The Flaming City makes the strongest case for Higgins's bona fides as a filmmaker, something not evinced frequently enough throughout the remainder of his life. The End (1962) reverses a '50s informational film for cheap ironies and Scenario (1968), while cute in theory and in practice, feels like a parlor trick compared to Hollis Frampton’s more probing Poetic Justice (1972), which takes the same basic premise—of a cinema largely imagined in the viewer’s head with the assistance of hand-written notes—to its foremost logical conclusion. Invocations of Canyons and Boulders (for Stan Brakhage) (1966), officially the second Fluxus short film, is a particularly unpleasant extreme close-up of what looks like someone chewing bubblegum. Mekas called it “the purest attempt to clear art from any or all historical, esthetic, thematic, ornamental claptrap to regain the lost-eye consciousness.”
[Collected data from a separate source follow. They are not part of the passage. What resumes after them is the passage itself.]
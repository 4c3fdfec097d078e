//! Marker-token framing for one eval.
//!
//! The interpreter has no structured wire format, so each command is wrapped
//! in a script that brackets its output with freshly generated marker tokens:
//!
//! ```text
//! stdout: <out-start> [command result] <out-end>
//! stderr: <err-start> [incidental text] [<delim> error message <delim>] <err-end>
//! ```
//!
//! A clean run puts zero delimiters on stderr, a failed run exactly two. The
//! region between them is unambiguous because the error text cannot contain
//! the delimiter token itself.
//!
//! The command travels as one list-quoted word assigned to a variable and
//! is evaluated with `catch` on that variable, so its own brace balance
//! cannot alter the wrapper.
//!
//! Tokens are 16+ characters drawn from a 62-symbol alphabet, so a collision
//! with real interpreter output is negligible but not impossible. Nothing
//! checks command output for a colliding token.

use rand::distr::Alphanumeric;
use rand::Rng;

use crate::codec::quote_word;

use super::outcome::Outcome;

/// Shortest marker token ever generated.
pub const MIN_MARKER_LEN: usize = 16;

/// Variable the wrapper script stores the caught result in.
const RESULT_VAR: &str = "::tclpipe_result";

/// Variable holding the command text for the duration of one eval.
const COMMAND_VAR: &str = "::tclpipe_command";

/// Generate a random alphanumeric marker token of at least
/// [`MIN_MARKER_LEN`] characters.
pub fn marker(len: usize) -> String {
    rand::rng()
        .sample_iter(&Alphanumeric)
        .take(len.max(MIN_MARKER_LEN))
        .map(char::from)
        .collect()
}

/// One request/response cycle: a command plus its five marker tokens.
#[derive(Debug, Clone, PartialEq, Eq)]
pub struct Frame {
    command: String,
    stdout_start: String,
    stdout_end: String,
    stderr_start: String,
    stderr_delimiter: String,
    stderr_end: String,
}

impl Frame {
    /// Frame `command` with fresh markers of `marker_len` characters.
    pub fn new(command: &str, marker_len: usize) -> Self {
        Self {
            command: command.to_string(),
            stdout_start: marker(marker_len),
            stdout_end: marker(marker_len),
            stderr_start: marker(marker_len),
            stderr_delimiter: marker(marker_len),
            stderr_end: marker(marker_len),
        }
    }

    pub fn command(&self) -> &str {
        &self.command
    }

    pub fn stdout_start(&self) -> &str {
        &self.stdout_start
    }

    pub fn stdout_end(&self) -> &str {
        &self.stdout_end
    }

    pub fn stderr_start(&self) -> &str {
        &self.stderr_start
    }

    pub fn stderr_delimiter(&self) -> &str {
        &self.stderr_delimiter
    }

    pub fn stderr_end(&self) -> &str {
        &self.stderr_end
    }

    /// The script written to the interpreter's stdin.
    ///
    /// The command runs inside `catch` at global level, so variables it sets
    /// persist across evals. The command is assigned as a literal word and
    /// never spliced into the wrapper as code, so a command with unbalanced
    /// braces behaves exactly as it would typed at the interpreter.
    ///
    /// Only catch code 1 (`TCL_ERROR`) counts as a failure; `return`,
    /// `break` and `continue` deliver their value as the result.
    pub fn script(&self) -> String {
        format!(
            "puts -nonewline stdout {out_start}\n\
             puts -nonewline stderr {err_start}\n\
             set {cmd_var} {command}\n\
             if {{[catch ${cmd_var} {var}] == 1}} {{\n\
             \x20   puts -nonewline stderr {delim}\n\
             \x20   puts -nonewline stderr ${var}\n\
             \x20   puts -nonewline stderr {delim}\n\
             }} else {{\n\
             \x20   puts -nonewline stdout ${var}\n\
             }}\n\
             puts -nonewline stdout {out_end}\n\
             puts -nonewline stderr {err_end}\n\
             flush stdout\n\
             flush stderr\n",
            out_start = self.stdout_start,
            err_start = self.stderr_start,
            cmd_var = COMMAND_VAR,
            command = quote_word(&self.command),
            var = RESULT_VAR,
            delim = self.stderr_delimiter,
            out_end = self.stdout_end,
            err_end = self.stderr_end,
        )
    }

    /// Strip the start/end markers from a drained stdout buffer.
    pub fn strip_stdout(&self, raw: &[u8]) -> Result<Stripped, String> {
        strip(raw, &self.stdout_start, &self.stdout_end, "stdout")
    }

    /// Strip the start/end markers from a drained stderr buffer.
    pub fn strip_stderr(&self, raw: &[u8]) -> Result<Stripped, String> {
        strip(raw, &self.stderr_start, &self.stderr_end, "stderr")
    }

    /// Classify stripped stdout/stderr into an [`Outcome`].
    ///
    /// The stderr text is split on the delimiter token:
    /// - one segment: clean run, stdout is the result;
    /// - three segments: the command failed, the middle segment is the error
    ///   message, anything after the closing delimiter is a violation;
    /// - anything else: violation.
    pub fn classify(&self, stdout: String, stderr: &str) -> Outcome {
        let segments: Vec<&str> = stderr.split(self.stderr_delimiter.as_str()).collect();

        match segments.as_slice() {
            [_] => Outcome::Success(stdout),
            [before, message, after] => {
                if after.is_empty() {
                    Outcome::Failure {
                        message: message.trim().to_string(),
                        diagnostics: (*before).to_string(),
                    }
                } else {
                    Outcome::ProtocolViolation {
                        reason: format!("unexpected stderr after error message: {after:?}"),
                    }
                }
            }
            _ => Outcome::ProtocolViolation {
                reason: format!(
                    "stderr contained {} delimiter markers (expected 0 or 2): {stderr:?}",
                    segments.len() - 1
                ),
            },
        }
    }
}

/// A drained buffer with its markers removed.
#[derive(Debug, Clone, PartialEq, Eq)]
pub struct Stripped {
    pub text: String,
    /// Bytes that arrived before the start marker and were dropped.
    pub discarded: usize,
}

fn strip(raw: &[u8], start: &str, end: &str, stream: &str) -> Result<Stripped, String> {
    let body = raw
        .strip_suffix(end.as_bytes())
        .ok_or_else(|| format!("{stream} does not end with its end marker"))?;
    let begin = find(body, start.as_bytes())
        .ok_or_else(|| format!("{stream} start marker missing"))?;

    Ok(Stripped {
        text: String::from_utf8_lossy(&body[begin + start.len()..]).into_owned(),
        discarded: begin,
    })
}

/// Byte offset of the first occurrence of `needle` in `haystack`.
pub(crate) fn find(haystack: &[u8], needle: &[u8]) -> Option<usize> {
    if needle.is_empty() {
        return Some(0);
    }
    haystack.windows(needle.len()).position(|window| window == needle)
}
However, out of Higgins's short films, Hank and Mary Without Apologies (1970) is the only one that features the stand-out array of coloring techniques found in The Flaming City. Set to Higgins’s own performance of Edifices Cabarets Contributions at the Judson Church in 1960, during the first Happening, the film cycles through predominantly time-lapsed sky and nature footage. It also includes both unprocessed and color-processed imagery, alternating between the two with each hard cut. This produces a mild after-image effect that isn’t quite violent enough to be a flicker but is noticeable enough to form visual patterns, especially once the film kicks into higher gear and hits a near-consistent staccato rhythm in its final few minutes (as a whole, Hank and Mary Without Apologies contains some 3,000 splices in under eighteen minutes).
Yet, if there is any Higgins film truly worth experiencing, it’s still unquestionably The Flaming City—a distinguished and compelling maximalist relic of its time. Regardless of qualitative judgments, the film embodies, to an almost suffocating degree, the avant-garde ethos of its era: an openness to any possibility, an insatiable drive to create, and the vision needed to bring these ideas, practical or not, to life.
The Experimental Films of Dick Higgins runs August 2 - 4 at Anthology Film Archives.